Graduation Year

2007

Document Type

Thesis

Degree

M.S.

Degree Granting Department

Marine Science

Major Professor

Terrence M. Quinn, Ph.D.

Keywords

Coral geochemistry, Oxygen isotopes, Sr/Ca ratios, Replication, Bird Key

Abstract

Core samples were collected in September 1995 from live coral heads of Montastraea annularis at Bird Key reef in the Dry Tortugas, Florida (24 degrees 55 minutes N, 82 degrees 92 minutes W). Four 4 mm-thick coral slabs from two cores were continuously sampled at 12 samples per year (0.025 cm per sample for Core 31, 0.023 cm per sample for Core 35). Visual inspection of X-radiographs indicates an average skeletal extension rate of about 3 mm per year in Bird Key corals. The goal of this study was to perform a replication test in Montastraea annularis by using elemental and stable isotopes from four coral slabs from two different coral heads to address the following questions: 1) how well do geochemical signals replicate within a single coral head, 2) how well do geochemical signals replicate from two different cores from the same coral head, 3) how well do geochemical signals replicate from two coral heads from the same general area, and 4) do growth effects influence the geochemistry of slow-growing corals at the Dry Tortugas?

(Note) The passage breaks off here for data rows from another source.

/// User model and database operations
///
/// This module provides the User model and operations for managing accounts.
/// Accounts are identified by a unique username; passwords are stored as
/// Argon2id hashes, never in plaintext.
///
/// # Schema
///
/// ```sql
/// CREATE TABLE users (
///     id UUID PRIMARY KEY DEFAULT gen_random_uuid(),
///     username TEXT NOT NULL UNIQUE,
///     password_hash VARCHAR(255) NOT NULL,
///     created_at TIMESTAMPTZ NOT NULL DEFAULT NOW(),
///     last_login_at TIMESTAMPTZ
/// );
/// ```
///
/// # Example
///
/// ```no_run
/// use easel_shared::models::user::{User, CreateUser};
/// use easel_shared::db::pool::{create_pool, DatabaseConfig};
///
/// # async fn example() -> Result<(), Box<dyn std::error::Error>> {
/// let pool = create_pool(DatabaseConfig::default()).await?;
///
/// // Create a new user
/// let new_user = CreateUser {
///     username: "mika".to_string(),
///     password_hash: "$argon2id$...".to_string(),
/// };
///
/// let user = User::create(&pool, new_user).await?;
/// println!("Created user: {}", user.id);
///
/// // Find by username
/// let found = User::find_by_username(&pool, "mika").await?;
/// # Ok(())
/// # }
/// ```

use chrono::{DateTime, Utc};
use serde::{Deserialize, Serialize};
use sqlx::PgPool;
use uuid::Uuid;

/// User model representing an account
///
/// Usernames are unique and matched case-sensitively. Accounts are created
/// at registration and never deleted; posts reference their owner by ID.
#[derive(Debug, Clone, Serialize, Deserialize, sqlx::FromRow)]
pub struct User {
    /// Unique user ID (UUID v4)
    pub id: Uuid,

    /// Login name, unique across all users
    pub username: String,

    /// Argon2id password hash
    ///
    /// Never store plaintext passwords!
    /// Use `crate::auth::password` for hashing/verification
    pub password_hash: String,

    /// When the account was created
    pub created_at: DateTime<Utc>,

    /// When the user last logged in (None if never logged in)
    pub last_login_at: Option<DateTime<Utc>>,
}

/// Input for creating a new user
#[derive(Debug, Clone, Serialize, Deserialize)]
pub struct CreateUser {
    /// Login name
    pub username: String,

    /// Argon2id password hash (NOT the plaintext password!)
    pub password_hash: String,
}

impl User {
    /// Creates a new user in the database
    ///
    /// # Arguments
    ///
    /// * `pool` - Database connection pool
    /// * `data` - User creation data
    ///
    /// # Returns
    ///
    /// The newly created user with generated ID and timestamps
    ///
    /// # Errors
    ///
    /// Returns an error if:
    /// - Username already exists (unique constraint violation)
    /// - Database connection fails
    pub async fn create(pool: &PgPool, data: CreateUser) -> Result<Self, sqlx::Error> {
        let user = sqlx::query_as::<_, User>(
            r#"
            INSERT INTO users (username, password_hash)
            VALUES ($1, $2)
            RETURNING id, username, password_hash, created_at, last_login_at
            "#,
        )
        .bind(data.username)
        .bind(data.password_hash)
        .fetch_one(pool)
        .await?;

        Ok(user)
    }

    /// Finds a user by ID
    ///
    /// # Arguments
    ///
    /// * `pool` - Database connection pool
    /// * `id` - User ID to search for
    ///
    /// # Returns
    ///
    /// The user if found, None otherwise
    ///
    /// # Errors
    ///
    /// Returns an error if database connection fails
    pub async fn find_by_id(pool: &PgPool, id: Uuid) -> Result<Option<Self>, sqlx::Error> {
        let user = sqlx::query_as::<_, User>(
            r#"
            SELECT id, username, password_hash, created_at, last_login_at
            FROM users
            WHERE id = $1
            "#,
        )
        .bind(id)
        .fetch_optional(pool)
        .await?;

        Ok(user)
    }

    /// Finds a user by username
    ///
    /// The lookup is case-sensitive: `Mika` and `mika` are distinct accounts.
    ///
    /// # Arguments
    ///
    /// * `pool` - Database connection pool
    /// * `username` - Login name to search for
    ///
    /// # Returns
    ///
    /// The user if found, None otherwise
    ///
    /// # Errors
    ///
    /// Returns an error if database connection fails
    pub async fn find_by_username(
        pool: &PgPool,
        username: &str,
    ) -> Result<Option<Self>, sqlx::Error> {
        let user = sqlx::query_as::<_, User>(
            r#"
            SELECT id, username, password_hash, created_at, last_login_at
            FROM users
            WHERE username = $1
            "#,
        )
        .bind(username)
        .fetch_optional(pool)
        .await?;

        Ok(user)
    }

    /// Updates the last login timestamp for a user
    ///
    /// This is called after successful authentication.
    ///
    /// # Arguments
    ///
    /// * `pool` - Database connection pool
    /// * `id` - ID of user who logged in
    ///
    /// # Returns
    ///
    /// True if user was found and updated, false otherwise
    ///
    /// # Errors
    ///
    /// Returns an error if database connection fails
    pub async fn update_last_login(pool: &PgPool, id: Uuid) -> Result<bool, sqlx::Error> {
        let result = sqlx::query(
            r#"
            UPDATE users
            SET last_login_at = NOW()
            WHERE id = $1
            "#,
        )
        .bind(id)
        .execute(pool)
        .await?;

        Ok(result.rows_affected() > 0)
    }
}

#[cfg(test)]
mod tests {
    use super::*;

    #[test]
    fn test_create_user_struct() {
        let create_user = CreateUser {
            username: "mika".to_string(),
            password_hash: "hash".to_string(),
        };

        assert_eq!(create_user.username, "mika");
        assert_eq!(create_user.password_hash, "hash");
    }

    #[test]
    fn test_user_serializes() {
        let user = User {
            id: Uuid::new_v4(),
            username: "mika".to_string(),
            password_hash: "hash".to_string(),
            created_at: Utc::now(),
            last_login_at: None,
        };

        let json = serde_json::to_value(&user).unwrap();
        assert_eq!(json["username"], "mika");
    }

    // Integration tests for database operations live in easel-api/tests.
}
/// Illustration post endpoints
///
/// This module provides the endpoints around posts: uploading an
/// illustration, browsing the public timeline, viewing a single post,
/// searching by title, toggling likes, and deleting.
///
/// # Endpoints
///
/// - `GET /v1/posts` - Public timeline, newest first
/// - `POST /v1/posts` - Upload a new illustration (authenticated)
/// - `GET /v1/posts/:id` - Post detail with like count
/// - `GET /v1/search` - Title substring search
/// - `POST /v1/posts/:id/like` - Toggle a like (authenticated)
/// - `DELETE /v1/posts/:id` - Delete a post (owner or moderator)
///
/// # Authentication
///
/// The timeline, detail, and search endpoints are public. Upload, like,
/// and delete require a JWT access token:
///
/// ```text
/// Authorization: Bearer <token>
/// ```

pub mod delete;
pub mod detail;
pub mod like;
pub mod search;
pub mod timeline;
pub mod upload;

// Re-export handlers for convenience
pub use delete::{delete_post, DeletePostResponse};
pub use detail::{post_detail, PostDetailResponse};
pub use like::{toggle_like, LikeResponse};
pub use search::{search, SearchQuery, SearchResponse};
pub use timeline::{timeline, TimelineItem, TimelineQuery, TimelineResponse};
pub use upload::{upload, UploadResponse};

Geochemical variations versus depth and time of all coral records show strong seasonal cyclicity. Variations in d18O in the suite of Bird Key coral records replicate the best; d13C and Sr/Ca variations replicate less well. For example, differences in the mean Sr/Ca record from two different coral heads are large (0.179 mmol/mol for BK31B-BK35CC; 0.196 mmol/mol for BK31C-BK35CC; ~4 degrees C) and nearly 4 times greater than analytical precision. Therefore, caution must be exercised in interpreting Sr/Ca-SST records in Montastraea annularis. Mean differences in coral d18O for all records, on the other hand, are within analytical precision and translate to temperature differences of less than 0.5 degrees C. Robust d18O values among cores that co-vary with a significant level of agreement further point to this proxy being more reliable than Sr/Ca.

Because of its skeletal complexity, drilling difficulty, and large bio-geological error for Sr/Ca, Montastraea annularis seems poorly suited for coral-based Sr/Ca-SST studies. However, the species must be studied to understand tropical Atlantic interannual-decadal scale variability, so further assessment is warranted.